Prompt: Scan the data for "order" and copy each matching line.
******************************
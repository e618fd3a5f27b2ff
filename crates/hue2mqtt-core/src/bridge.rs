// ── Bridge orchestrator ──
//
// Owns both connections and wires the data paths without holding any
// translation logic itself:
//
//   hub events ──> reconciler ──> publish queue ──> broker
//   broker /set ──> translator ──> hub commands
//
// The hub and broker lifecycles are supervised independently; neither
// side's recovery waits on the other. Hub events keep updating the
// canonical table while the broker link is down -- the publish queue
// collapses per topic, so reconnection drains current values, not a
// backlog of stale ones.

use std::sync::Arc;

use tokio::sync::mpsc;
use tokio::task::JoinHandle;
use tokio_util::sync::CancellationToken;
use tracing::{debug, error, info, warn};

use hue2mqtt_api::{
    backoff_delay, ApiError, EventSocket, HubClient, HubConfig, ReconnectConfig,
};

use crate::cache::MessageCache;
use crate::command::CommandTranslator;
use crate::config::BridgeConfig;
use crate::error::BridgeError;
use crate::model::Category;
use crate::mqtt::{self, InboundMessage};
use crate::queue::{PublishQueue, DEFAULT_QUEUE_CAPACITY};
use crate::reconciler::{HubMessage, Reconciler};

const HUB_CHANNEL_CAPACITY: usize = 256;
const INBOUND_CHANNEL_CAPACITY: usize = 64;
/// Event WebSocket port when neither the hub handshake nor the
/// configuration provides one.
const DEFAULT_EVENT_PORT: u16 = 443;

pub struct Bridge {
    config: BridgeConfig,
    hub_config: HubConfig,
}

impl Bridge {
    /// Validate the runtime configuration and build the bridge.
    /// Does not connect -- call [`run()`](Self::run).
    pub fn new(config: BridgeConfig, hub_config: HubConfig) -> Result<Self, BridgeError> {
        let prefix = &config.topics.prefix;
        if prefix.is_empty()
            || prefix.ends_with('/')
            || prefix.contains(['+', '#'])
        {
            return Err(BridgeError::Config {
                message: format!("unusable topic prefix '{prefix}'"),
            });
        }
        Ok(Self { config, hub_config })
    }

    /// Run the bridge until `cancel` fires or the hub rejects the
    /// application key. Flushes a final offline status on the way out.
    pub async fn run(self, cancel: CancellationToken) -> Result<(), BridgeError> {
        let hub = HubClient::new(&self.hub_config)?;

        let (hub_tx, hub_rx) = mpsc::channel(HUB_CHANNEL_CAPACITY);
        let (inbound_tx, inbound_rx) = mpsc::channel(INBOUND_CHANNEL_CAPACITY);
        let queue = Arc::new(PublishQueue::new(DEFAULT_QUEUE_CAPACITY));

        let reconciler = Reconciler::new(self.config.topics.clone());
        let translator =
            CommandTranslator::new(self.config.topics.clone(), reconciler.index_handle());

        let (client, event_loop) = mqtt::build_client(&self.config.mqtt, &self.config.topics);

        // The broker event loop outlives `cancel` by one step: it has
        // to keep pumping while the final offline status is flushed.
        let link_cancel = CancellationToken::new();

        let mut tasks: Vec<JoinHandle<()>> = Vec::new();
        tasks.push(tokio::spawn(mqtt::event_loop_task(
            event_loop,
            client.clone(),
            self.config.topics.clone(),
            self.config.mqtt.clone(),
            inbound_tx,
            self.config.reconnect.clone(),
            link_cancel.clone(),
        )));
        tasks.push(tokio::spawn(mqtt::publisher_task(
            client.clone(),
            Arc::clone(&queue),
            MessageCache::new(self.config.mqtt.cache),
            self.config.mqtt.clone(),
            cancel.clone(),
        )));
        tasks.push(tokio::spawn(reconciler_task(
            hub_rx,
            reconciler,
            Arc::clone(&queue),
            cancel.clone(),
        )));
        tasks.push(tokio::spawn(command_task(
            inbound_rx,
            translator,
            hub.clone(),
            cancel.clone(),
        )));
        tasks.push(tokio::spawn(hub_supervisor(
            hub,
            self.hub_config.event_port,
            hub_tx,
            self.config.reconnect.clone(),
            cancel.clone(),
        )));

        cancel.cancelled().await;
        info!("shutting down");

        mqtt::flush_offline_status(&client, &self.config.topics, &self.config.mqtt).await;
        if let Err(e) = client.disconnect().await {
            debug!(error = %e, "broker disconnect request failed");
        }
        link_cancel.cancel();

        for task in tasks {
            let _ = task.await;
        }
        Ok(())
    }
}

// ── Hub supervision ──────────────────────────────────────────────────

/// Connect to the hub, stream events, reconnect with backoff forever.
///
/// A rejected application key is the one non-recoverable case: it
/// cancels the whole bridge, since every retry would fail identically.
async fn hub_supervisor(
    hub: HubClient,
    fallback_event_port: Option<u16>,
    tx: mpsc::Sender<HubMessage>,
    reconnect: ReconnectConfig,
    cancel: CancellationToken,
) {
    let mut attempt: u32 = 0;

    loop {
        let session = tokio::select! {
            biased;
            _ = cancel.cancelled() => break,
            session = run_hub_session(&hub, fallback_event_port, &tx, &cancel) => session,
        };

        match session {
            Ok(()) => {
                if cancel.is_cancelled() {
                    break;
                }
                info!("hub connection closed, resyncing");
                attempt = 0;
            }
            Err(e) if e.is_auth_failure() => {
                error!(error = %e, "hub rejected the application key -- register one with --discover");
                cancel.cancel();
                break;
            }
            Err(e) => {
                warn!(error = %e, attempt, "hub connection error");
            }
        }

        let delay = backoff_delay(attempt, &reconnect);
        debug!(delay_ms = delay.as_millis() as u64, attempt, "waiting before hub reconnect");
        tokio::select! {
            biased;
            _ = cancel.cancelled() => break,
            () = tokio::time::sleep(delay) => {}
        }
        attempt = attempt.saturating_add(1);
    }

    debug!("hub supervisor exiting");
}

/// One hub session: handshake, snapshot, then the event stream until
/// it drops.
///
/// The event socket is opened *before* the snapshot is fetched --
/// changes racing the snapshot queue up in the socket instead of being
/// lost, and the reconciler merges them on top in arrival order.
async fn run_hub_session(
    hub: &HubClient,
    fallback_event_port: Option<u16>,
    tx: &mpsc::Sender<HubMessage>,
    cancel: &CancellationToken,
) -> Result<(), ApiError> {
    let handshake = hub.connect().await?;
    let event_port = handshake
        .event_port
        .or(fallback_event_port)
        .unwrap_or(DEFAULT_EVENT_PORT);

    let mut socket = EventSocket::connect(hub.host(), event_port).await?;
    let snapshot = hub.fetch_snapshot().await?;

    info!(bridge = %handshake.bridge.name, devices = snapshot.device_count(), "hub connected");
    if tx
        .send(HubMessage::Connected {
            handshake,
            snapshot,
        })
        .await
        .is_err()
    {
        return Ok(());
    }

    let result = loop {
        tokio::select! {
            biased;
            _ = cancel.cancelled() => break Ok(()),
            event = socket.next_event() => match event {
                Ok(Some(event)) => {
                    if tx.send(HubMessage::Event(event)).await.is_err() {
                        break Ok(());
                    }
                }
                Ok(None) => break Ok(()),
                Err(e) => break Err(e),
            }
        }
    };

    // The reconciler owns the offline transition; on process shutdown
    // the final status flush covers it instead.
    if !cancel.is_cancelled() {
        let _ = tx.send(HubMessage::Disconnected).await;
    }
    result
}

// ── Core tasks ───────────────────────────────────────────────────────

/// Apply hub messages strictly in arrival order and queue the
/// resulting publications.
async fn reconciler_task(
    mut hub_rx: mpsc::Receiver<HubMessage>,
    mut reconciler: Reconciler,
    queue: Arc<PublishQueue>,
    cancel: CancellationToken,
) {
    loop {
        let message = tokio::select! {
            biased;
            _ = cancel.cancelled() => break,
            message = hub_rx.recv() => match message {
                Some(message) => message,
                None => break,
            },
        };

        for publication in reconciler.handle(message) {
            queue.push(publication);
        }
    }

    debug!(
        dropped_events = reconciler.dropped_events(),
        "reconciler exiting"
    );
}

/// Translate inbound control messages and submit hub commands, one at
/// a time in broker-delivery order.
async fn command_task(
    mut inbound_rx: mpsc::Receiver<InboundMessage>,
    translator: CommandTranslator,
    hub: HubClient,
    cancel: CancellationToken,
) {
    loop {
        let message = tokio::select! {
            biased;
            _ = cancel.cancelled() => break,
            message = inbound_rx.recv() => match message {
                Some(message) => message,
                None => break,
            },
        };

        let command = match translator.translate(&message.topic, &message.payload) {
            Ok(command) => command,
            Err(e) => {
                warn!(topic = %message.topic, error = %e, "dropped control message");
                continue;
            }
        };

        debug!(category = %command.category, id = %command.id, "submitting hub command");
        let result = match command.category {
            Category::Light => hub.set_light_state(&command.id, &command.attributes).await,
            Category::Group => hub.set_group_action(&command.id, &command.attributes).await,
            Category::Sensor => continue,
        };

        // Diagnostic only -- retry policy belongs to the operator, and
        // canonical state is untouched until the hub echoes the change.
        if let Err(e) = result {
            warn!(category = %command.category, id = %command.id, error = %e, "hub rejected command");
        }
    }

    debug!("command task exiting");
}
******************************
Result of the task:
/// lost, and the reconciler merges them on top in arrival order.
/// Apply hub messages strictly in arrival order and queue the
/// a time in broker-delivery order.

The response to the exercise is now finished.